The Investor represents and warrants to the Company that:
(a) The Investor has the authority to enter into this Agreement. This Agreement has been duly and validly authorized, executed and delivered by the Investor and shall constitute the legal, valid and binding obligations of the Investor enforceable against the Investor in accordance with its terms, except as such enforceability may be limited by general principles of equity or to applicable bankruptcy, insolvency, reorganization, moratorium, liquidation and other similar laws relating to, or affecting generally, the enforcement of applicable creditor’s rights and remedies.
(b) The Investor has no defenses, affirmative or otherwise, rights of setoff, rights of recoupment, claims, counterclaims, actions or causes of action of any kind or nature whatsoever against the Company, directly or indirectly, arising out of, based upon, or in any manner connected with the Participation Agreement, whether known or unknown, which occurred, existed, was taken, permitted, or begun prior to the execution of this Agreement. To the extent any such defenses, affirmative or otherwise, rights of setoff, rights of recoupment, claims, counterclaims, actions or causes of action exist or existed, such defenses, rights, claims, counterclaims, actions and causes of action are hereby waived, discharged and released. Parties hereby acknowledge and agree that the execution of this Agreement shall not constitute an acknowledgment of or admission by either party of the existence of any claims or of liability for any matter or precedent upon which any claim or liability may be asserted.
(c) The Investor, by reason of its business and financial experience, has the capacity to protect his, her, or its own interests in connection with the transactions contemplated by this Agreement and has had the opportunity to consult counsel or other advisors with respect thereto. Investor further acknowledges that the Company does not guarantee that the Common Stock will trade at a price equal or greater than the fair market value of the Common Stock at the time of sale of the Exchange Shares and agrees that the terms of this Agreement are the result of negotiations between the parties. The Investor has had the opportunity to review the Company’s filings with the United States Securities and Exchange Commission (“SEC”), including its annual report on Form 10-K, quarterly reports on Form 10-Q and current reports on Form 8-K, including the “Risk Factors” section of the filings, on the EDGAR database (available publicly on www.sec.gov), has had the opportunity to ask questions to the Company, and to independently investigate and evaluate the value of the Common Stock and the financial condition and affairs of the Company. Based upon Investor’s independent analysis, Investor has reached his own business decision to enter into this Agreement.
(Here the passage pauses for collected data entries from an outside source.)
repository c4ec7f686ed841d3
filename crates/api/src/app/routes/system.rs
use axum::http::StatusCode;

pub async fn health() -> StatusCode {
    StatusCode::OK
}
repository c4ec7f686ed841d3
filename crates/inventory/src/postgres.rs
//! Postgres-backed catalog and stock counters.
//!
//! The conditional decrement is a single `UPDATE ... WHERE quantity_in_stock >= $2`, so
//! Postgres row locking is the only concurrency control; two competing checkouts can
//! never both take the last units.

use async_trait::async_trait;
use rust_decimal::Decimal;
use sqlx::{PgPool, Row};

use shopcart_core::{ProductId, StoreError};

use crate::gateway::{ensure_positive, DecrementOutcome, InventoryGateway, ProductCatalog};
use crate::product::{Product, StockSnapshot};

const CREATE_TABLE: &str = r#"
    CREATE TABLE IF NOT EXISTS products (
        id                BIGINT PRIMARY KEY,
        title             TEXT NOT NULL,
        price             NUMERIC(12, 2) NOT NULL,
        quantity_in_stock BIGINT NOT NULL CHECK (quantity_in_stock >= 0)
    )
"#;

/// Postgres-backed inventory gateway and product catalog.
#[derive(Debug, Clone)]
pub struct PostgresInventory {
    pool: PgPool,
}

impl PostgresInventory {
    pub fn new(pool: PgPool) -> Self {
        Self { pool }
    }

    /// Create the `products` table if it does not exist yet.
    pub async fn migrate(&self) -> Result<(), StoreError> {
        sqlx::query(CREATE_TABLE)
            .execute(&self.pool)
            .await
            .map_err(db_err)?;
        Ok(())
    }
}

fn db_err(e: sqlx::Error) -> StoreError {
    StoreError::unavailable(e.to_string())
}

/// Column value for an id; `None` when it is past `BIGINT` and so cannot be stored.
fn sql_id(product_id: ProductId) -> Option<i64> {
    i64::try_from(product_id.get()).ok()
}

fn gone(product_id: ProductId) -> StoreError {
    StoreError::Corrupt(format!("product {product_id} no longer exists"))
}

fn row_to_product(row: &sqlx::postgres::PgRow) -> Result<Product, StoreError> {
    let id: i64 = row.try_get("id").map_err(db_err)?;
    let id = u64::try_from(id).map_err(|_| StoreError::Corrupt(format!("negative product id {id}")))?;
    Ok(Product {
        id: ProductId::new(id),
        title: row.try_get("title").map_err(db_err)?,
        price: row.try_get::<Decimal, _>("price").map_err(db_err)?,
        quantity_in_stock: row.try_get("quantity_in_stock").map_err(db_err)?,
    })
}

#[async_trait]
impl InventoryGateway for PostgresInventory {
    async fn snapshot(&self, product_id: ProductId) -> Result<Option<StockSnapshot>, StoreError> {
        Ok(self.get(product_id).await?.map(|p| p.snapshot()))
    }

    async fn decrement(
        &self,
        product_id: ProductId,
        quantity: i64,
    ) -> Result<DecrementOutcome, StoreError> {
        ensure_positive(quantity)?;
        let Some(id) = sql_id(product_id) else {
            return Ok(DecrementOutcome::NotFound);
        };

        let row = sqlx::query(
            r#"
            UPDATE products
               SET quantity_in_stock = quantity_in_stock - $2
             WHERE id = $1 AND quantity_in_stock >= $2
         RETURNING price, quantity_in_stock
            "#,
        )
        .bind(id)
        .bind(quantity)
        .fetch_optional(&self.pool)
        .await
        .map_err(db_err)?;

        if let Some(row) = row {
            return Ok(DecrementOutcome::Reserved {
                unit_price: row.try_get("price").map_err(db_err)?,
                remaining: row.try_get("quantity_in_stock").map_err(db_err)?,
            });
        }

        // Nothing updated: either the product is gone or the stock was short.
        let available: Option<i64> =
            sqlx::query_scalar("SELECT quantity_in_stock FROM products WHERE id = $1")
                .bind(id)
                .fetch_optional(&self.pool)
                .await
                .map_err(db_err)?;

        Ok(match available {
            Some(available) => DecrementOutcome::InsufficientStock { available },
            None => DecrementOutcome::NotFound,
        })
    }

    async fn increment(&self, product_id: ProductId, quantity: i64) -> Result<(), StoreError> {
        ensure_positive(quantity)?;
        let id = sql_id(product_id).ok_or_else(|| gone(product_id))?;

        let result = sqlx::query(
            "UPDATE products SET quantity_in_stock = quantity_in_stock + $2 WHERE id = $1",
        )
        .bind(id)
        .bind(quantity)
        .execute(&self.pool)
        .await
        .map_err(db_err)?;

        if result.rows_affected() == 0 {
            return Err(gone(product_id));
        }
        Ok(())
    }
}

#[async_trait]
impl ProductCatalog for PostgresInventory {
    async fn create(&self, product: Product) -> Result<bool, StoreError> {
        let id = sql_id(product.id).ok_or_else(|| {
            StoreError::InvalidArgument(format!("product id {} out of range", product.id))
        })?;

        let result = sqlx::query(
            r#"
            INSERT INTO products (id, title, price, quantity_in_stock)
            VALUES ($1, $2, $3, $4)
            ON CONFLICT (id) DO NOTHING
            "#,
        )
        .bind(id)
        .bind(&product.title)
        .bind(product.price)
        .bind(product.quantity_in_stock)
        .execute(&self.pool)
        .await
        .map_err(db_err)?;

        Ok(result.rows_affected() == 1)
    }

    async fn get(&self, product_id: ProductId) -> Result<Option<Product>, StoreError> {
        let Some(id) = sql_id(product_id) else {
            return Ok(None);
        };

        let row = sqlx::query(
            "SELECT id, title, price, quantity_in_stock FROM products WHERE id = $1",
        )
        .bind(id)
        .fetch_optional(&self.pool)
        .await
        .map_err(db_err)?;

        row.as_ref().map(row_to_product).transpose()
    }

    async fn list(&self) -> Result<Vec<Product>, StoreError> {
        let rows = sqlx::query("SELECT id, title, price, quantity_in_stock FROM products ORDER BY id")
            .fetch_all(&self.pool)
            .await
            .map_err(db_err)?;

        rows.iter().map(row_to_product).collect()
    }

    async fn update(&self, product: Product) -> Result<Option<Product>, StoreError> {
        let Some(id) = sql_id(product.id) else {
            return Ok(None);
        };

        let row = sqlx::query(
            r#"
            UPDATE products
               SET title = $2, price = $3, quantity_in_stock = $4
             WHERE id = $1
         RETURNING id, title, price, quantity_in_stock
            "#,
        )
        .bind(id)
        .bind(&product.title)
        .bind(product.price)
        .bind(product.quantity_in_stock)
        .fetch_optional(&self.pool)
        .await
        .map_err(db_err)?;

        row.as_ref().map(row_to_product).transpose()
    }

    async fn delete(&self, product_id: ProductId) -> Result<bool, StoreError> {
        let Some(id) = sql_id(product_id) else {
            return Ok(false);
        };

        let result = sqlx::query("DELETE FROM products WHERE id = $1")
            .bind(id)
            .execute(&self.pool)
            .await
            .map_err(db_err)?;

        Ok(result.rows_affected() == 1)
    }
}
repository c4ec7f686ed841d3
//! Cart consistency and checkout.
//!
//! Control flow, leaf-first:
//!
//! ```text
//! merge (aggregator) -> StockValidator (add-to-cart and again at checkout)
//!                    -> CheckoutCoordinator (checkout only; sole inventory writer)
//! ```
//!
//! Collaborators (`InventoryGateway`, `CartStore`) are injected as trait objects.

pub mod aggregator;
pub mod cart;
pub mod checkout;
pub mod guard;
#[cfg(feature = "postgres")]
pub mod postgres;
pub mod service;
pub mod store;
pub mod validator;

pub use aggregator::merge;
pub use cart::{Cart, LineItem};
pub use checkout::{CheckoutCoordinator, CheckoutResult, CheckoutState, Reconciliation, ReceiptLine};
pub use guard::{CartGuard, CartGuards};
#[cfg(feature = "postgres")]
pub use postgres::PostgresCartStore;
pub use service::CartService;
pub use store::{CartStore, InMemoryCartStore};
pub use validator::{StockValidator, StockViolation, ValidationMode, ViolationReason};
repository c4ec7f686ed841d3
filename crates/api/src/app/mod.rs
//! HTTP API application wiring (Axum router + service wiring).
//!
//! - `services.rs`: collaborator wiring (in-memory or Postgres stores, cart service)
//! - `routes/`: HTTP routes + handlers (one file per area)
//! - `dto.rs`: request DTOs
//! - `errors.rs`: consistent error responses

use std::sync::Arc;

use axum::{Extension, Router};
use tower::ServiceBuilder;
use tower_http::trace::TraceLayer;

use crate::config::Config;

pub mod dto;
pub mod errors;
pub mod routes;
pub mod services;

/// Build the full HTTP router from configuration (public entrypoint used by `main.rs`).
pub async fn build_app(config: &Config) -> anyhow::Result<Router> {
    let services = services::build_services(config).await?;
    Ok(build_app_with(Arc::new(services)))
}

/// Build the router around already-wired services.
pub fn build_app_with(services: Arc<services::AppServices>) -> Router {
    routes::router()
        .layer(Extension(services))
        .layer(ServiceBuilder::new().layer(TraceLayer::new_for_http()))
}
use shopcart_api::config::Config;

#[tokio::main]
async fn main() -> anyhow::Result<()> {
    let config = Config::from_env()?;
    shopcart_observability::init_with(config.log_format);

    let app = shopcart_api::app::build_app(&config).await?;

    let listener = tokio::net::TcpListener::bind(config.api.bind_addr()).await?;
    tracing::info!(
        addr = %listener.local_addr()?,
        validation_mode = ?config.checkout.validation_mode,
        "listening"
    );

    axum::serve(listener, app).await?;
    Ok(())
}
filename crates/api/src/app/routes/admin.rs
use std::sync::Arc;

use axum::{extract::Extension, routing::get, Json, Router};

use shopcart_cart::Reconciliation;

use crate::app::services::AppServices;

pub fn router() -> Router {
    Router::new().route("/reconciliations", get(list_reconciliations))
}

/// Entries an operator still has to resolve by hand.
pub async fn list_reconciliations(
    Extension(services): Extension<Arc<AppServices>>,
) -> Json<Vec<Reconciliation>> {
    Json(services.carts.pending_reconciliations())
}
//! Cart storage capability and its in-memory backend.

use std::collections::HashMap;
use std::sync::RwLock;

use async_trait::async_trait;

use shopcart_core::{CartId, StoreError};

use crate::cart::Cart;

/// Cart persistence as consumed by the cart service and the checkout coordinator.
#[async_trait]
pub trait CartStore: Send + Sync {
    async fn get(&self, cart_id: CartId) -> Result<Option<Cart>, StoreError>;

    /// Create or replace the cart with its current line items.
    async fn save(&self, cart: &Cart) -> Result<(), StoreError>;

    /// Remove a cart. Deleting a cart that does not exist is a no-op, not an error.
    async fn delete(&self, cart_id: CartId) -> Result<(), StoreError>;
}

/// In-memory cart store for tests/dev.
#[derive(Debug, Default)]
pub struct InMemoryCartStore {
    carts: RwLock<HashMap<CartId, Cart>>,
}

impl InMemoryCartStore {
    pub fn new() -> Self {
        Self::default()
    }

    pub fn contains(&self, cart_id: CartId) -> bool {
        self.carts
            .read()
            .map(|m| m.contains_key(&cart_id))
            .unwrap_or(false)
    }
}

#[async_trait]
impl CartStore for InMemoryCartStore {
    async fn get(&self, cart_id: CartId) -> Result<Option<Cart>, StoreError> {
        let map = self
            .carts
            .read()
            .map_err(|_| StoreError::LockPoisoned("carts"))?;
        Ok(map.get(&cart_id).cloned())
    }

    async fn save(&self, cart: &Cart) -> Result<(), StoreError> {
        let mut map = self
            .carts
            .write()
            .map_err(|_| StoreError::LockPoisoned("carts"))?;
        map.insert(cart.id(), cart.clone());
        Ok(())
    }

    async fn delete(&self, cart_id: CartId) -> Result<(), StoreError> {
        let mut map = self
            .carts
            .write()
            .map_err(|_| StoreError::LockPoisoned("carts"))?;
        map.remove(&cart_id);
        Ok(())
    }
}

#[cfg(test)]
mod tests {
    use shopcart_core::ProductId;

    use super::*;
    use crate::cart::LineItem;

    #[tokio::test]
    async fn save_then_get_returns_the_cart() {
        let store = InMemoryCartStore::new();
        let cart = Cart::from_items(CartId::new(3), [LineItem::new(ProductId::new(1), 2)]);

        store.save(&cart).await.unwrap();
        assert_eq!(store.get(CartId::new(3)).await.unwrap(), Some(cart));
        assert!(store.get(CartId::new(4)).await.unwrap().is_none());
    }

    #[tokio::test]
    async fn delete_is_idempotent() {
        let store = InMemoryCartStore::new();
        store.save(&Cart::from_items(CartId::new(3), [LineItem::new(ProductId::new(1), 2)]))
            .await
            .unwrap();

        store.delete(CartId::new(3)).await.unwrap();
        store.delete(CartId::new(3)).await.unwrap();
        assert!(!store.contains(CartId::new(3)));
    }
}
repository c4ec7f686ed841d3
use axum::{routing::get, Router};

pub mod admin;
pub mod cart;
pub mod products;
pub mod system;

/// Router for every HTTP endpoint.
pub fn router() -> Router {
    Router::new()
        .route("/health", get(system::health))
        .nest("/cart", cart::router())
        .nest("/products", products::router())
        .nest("/admin", admin::router())
}
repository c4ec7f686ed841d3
//! Tracing/logging initialization.

use core::str::FromStr;

use tracing_subscriber::EnvFilter;

/// Output format of the fmt subscriber.
#[derive(Debug, Clone, Copy, PartialEq, Eq, Default)]
pub enum LogFormat {
    /// One JSON object per line (default; for log shippers).
    #[default]
    Json,
    /// Human-readable, for local development.
    Pretty,
}

impl FromStr for LogFormat {
    type Err = String;

    fn from_str(s: &str) -> Result<Self, Self::Err> {
        match s.trim().to_lowercase().as_str() {
            "json" => Ok(Self::Json),
            "pretty" | "text" => Ok(Self::Pretty),
            other => Err(format!("unknown log format {other:?} (expected json or pretty)")),
        }
    }
}

/// Initialize tracing for the process. Filter comes from `RUST_LOG` (default `info`).
///
/// Safe to call multiple times (subsequent calls are no-ops).
pub fn init(format: LogFormat) {
    let filter = EnvFilter::try_from_default_env().unwrap_or_else(|_| EnvFilter::new("info"));

    let builder = tracing_subscriber::fmt()
        .with_env_filter(filter)
        .with_timer(tracing_subscriber::fmt::time::SystemTime);

    let _ = match format {
        LogFormat::Json => builder.json().with_target(false).try_init(),
        LogFormat::Pretty => builder.with_target(true).try_init(),
    };
}
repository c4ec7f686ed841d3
//! Cart aggregation: fold incoming line items into a canonical cart.

use std::collections::BTreeMap;

use shopcart_core::ProductId;

use crate::cart::{Cart, LineItem};

/// Merge `incoming` into `existing`.
///
/// Quantities for the same product are summed (existing + every incoming occurrence);
/// lines whose total is not strictly positive are dropped. Merging is additive, so applying
/// the same items twice counts them twice. Pure: no I/O, no errors.
///
/// Running totals saturate at `i64::MAX` (and `i64::MIN`), so the additive law only holds
/// below that bound; such totals never pass stock validation anyway.
pub fn merge(existing: &Cart, incoming: &[LineItem]) -> Cart {
    let mut totals: BTreeMap<ProductId, i64> = BTreeMap::new();

    for item in existing.items().iter().chain(incoming) {
        let total = totals.entry(item.product_id).or_insert(0);
        *total = total.saturating_add(item.quantity);
    }

    let items = totals
        .into_iter()
        .filter(|(_, quantity)| *quantity > 0)
        .map(|(product_id, quantity)| LineItem::new(product_id, quantity))
        .collect();

    Cart::with_normalized_items(existing.id(), items)
}
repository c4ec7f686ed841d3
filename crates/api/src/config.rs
//! Service configuration.
//!
//! Loads configuration from environment variables (and a `.env` file if present) with
//! sensible defaults.

use std::env;

use thiserror::Error;

use shopcart_cart::ValidationMode;
use shopcart_observability::LogFormat;

#[derive(Debug, Error, Clone, PartialEq, Eq)]
pub enum ConfigError {
    #[error("invalid {key}: {value:?} ({reason})")]
    Invalid {
        key: &'static str,
        value: String,
        reason: String,
    },

    #[error("{0} must be set")]
    Missing(&'static str),
}

/// Service configuration.
#[derive(Debug, Clone, PartialEq, Eq)]
pub struct Config {
    pub api: ApiConfig,
    pub checkout: CheckoutConfig,
    pub store: StoreBackend,
    pub log_format: LogFormat,
}

#[derive(Debug, Clone, PartialEq, Eq)]
pub struct ApiConfig {
    pub host: String,
    pub port: u16,
}

impl ApiConfig {
    pub fn bind_addr(&self) -> String {
        format!("{}:{}", self.host, self.port)
    }
}

#[derive(Debug, Clone, Copy, PartialEq, Eq)]
pub struct CheckoutConfig {
    pub validation_mode: ValidationMode,
    /// Attempts to delete a cart once its reservations are committed.
    pub cart_delete_attempts: u32,
}

/// Where carts and inventory live.
#[derive(Debug, Clone, PartialEq, Eq)]
pub enum StoreBackend {
    Memory,
    Postgres { database_url: String, max_connections: u32 },
}

impl Config {
    /// Load configuration from the process environment.
    pub fn from_env() -> Result<Self, ConfigError> {
        // Load .env file if present (ignore errors)
        let _ = dotenvy::dotenv();
        Self::from_lookup(|key| env::var(key).ok())
    }

    /// Load configuration through an arbitrary key lookup (used by tests).
    pub fn from_lookup(lookup: impl Fn(&str) -> Option<String>) -> Result<Self, ConfigError> {
        let host = lookup("SHOPCART_API_HOST").unwrap_or_else(|| "0.0.0.0".to_string());
        let port = parse_or("SHOPCART_API_PORT", lookup("SHOPCART_API_PORT"), 8080u16)?;

        let validation_mode = match lookup("SHOPCART_VALIDATION_MODE") {
            None => ValidationMode::FailFast,
            Some(v) => match v.trim().to_lowercase().as_str() {
                "fail_fast" | "fail-fast" => ValidationMode::FailFast,
                "aggregate" => ValidationMode::Aggregate,
                _ => {
                    return Err(ConfigError::Invalid {
                        key: "SHOPCART_VALIDATION_MODE",
                        value: v,
                        reason: "expected fail_fast or aggregate".to_string(),
                    });
                }
            },
        };

        let cart_delete_attempts = parse_or(
            "SHOPCART_CART_DELETE_ATTEMPTS",
            lookup("SHOPCART_CART_DELETE_ATTEMPTS"),
            3u32,
        )?;
        if cart_delete_attempts == 0 {
            return Err(ConfigError::Invalid {
                key: "SHOPCART_CART_DELETE_ATTEMPTS",
                value: "0".to_string(),
                reason: "must be at least 1".to_string(),
            });
        }

        let store = match lookup("SHOPCART_STORE").as_deref().map(str::trim) {
            None | Some("memory") => StoreBackend::Memory,
            Some("postgres") => StoreBackend::Postgres {
                database_url: lookup("DATABASE_URL").ok_or(ConfigError::Missing("DATABASE_URL"))?,
                max_connections: parse_or(
                    "SHOPCART_DB_MAX_CONNECTIONS",
                    lookup("SHOPCART_DB_MAX_CONNECTIONS"),
                    10u32,
                )?,
            },
            Some(other) => {
                return Err(ConfigError::Invalid {
                    key: "SHOPCART_STORE",
                    value: other.to_string(),
                    reason: "expected memory or postgres".to_string(),
                });
            }
        };

        let log_format = match lookup("SHOPCART_LOG_FORMAT") {
            None => LogFormat::default(),
            Some(v) => v.parse::<LogFormat>().map_err(|reason| ConfigError::Invalid {
                key: "SHOPCART_LOG_FORMAT",
                value: v.clone(),
                reason,
            })?,
        };

        Ok(Self {
            api: ApiConfig { host, port },
            checkout: CheckoutConfig {
                validation_mode,
                cart_delete_attempts,
            },
            store,
            log_format,
        })
    }

    /// Deterministic configuration for tests: loopback, OS-assigned port, in-memory stores.
    pub fn test() -> Self {
        Self {
            api: ApiConfig {
                host: "127.0.0.1".to_string(),
                port: 0,
            },
            checkout: CheckoutConfig {
                validation_mode: ValidationMode::FailFast,
                cart_delete_attempts: 3,
            },
            store: StoreBackend::Memory,
            log_format: LogFormat::Pretty,
        }
    }
}

fn parse_or<T>(key: &'static str, raw: Option<String>, default: T) -> Result<T, ConfigError>
where
    T: std::str::FromStr,
    T::Err: std::fmt::Display,
{
    match raw {
        None => Ok(default),
        Some(v) => v.trim().parse().map_err(|e: T::Err| ConfigError::Invalid {
            key,
            value: v.clone(),
            reason: e.to_string(),
        }),
    }
}
//! Tracing and logging setup shared by the binaries and black-box tests.

pub use crate::tracing::LogFormat;

/// Initialize process-wide logging.
///
/// This is safe to call multiple times; subsequent calls become no-ops.
pub fn init_with(format: LogFormat) {
    crate::tracing::init(format);
}

/// Subscriber configuration (filters, formatting).
pub mod tracing;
(d) The Investor represents that he, she or it is an “accredited investor” as such term is defined in Rule 501 of Regulation D promulgated under the U.S. Securities Act of 1933 (the “Securities Act”), and that he, she or it is able to bear the economic risk of an investment in the Company. The Investor has adequate means of providing for such Investor’s current financial needs and foreseeable contingencies and has no need for liquidity of his, her, or its investment in the Common Stock for an indefinite period of time.
(e) The Investor acknowledges that the offer of the Exchange Shares pursuant to this Agreement has not been reviewed or approved by the SEC and is sold pursuant to an exemption from registration available under section 4(a)(2) of the Securities Act and/or Regulation D promulgated thereunder. The Investor represents that Exchange Shares are being acquired for his, her or its own account, for investment and not for distribution or resale to others. The Investor agrees that he, she or it will not sell or otherwise transfer the Exchange Shares unless such shares are registered under the Securities Act or unless an exemption from such registration is available and, upon the Company’s request, the Investor receives an opinion of counsel reasonably satisfactory to the Company confirming that an exemption from such registration is available for such sale or transfer.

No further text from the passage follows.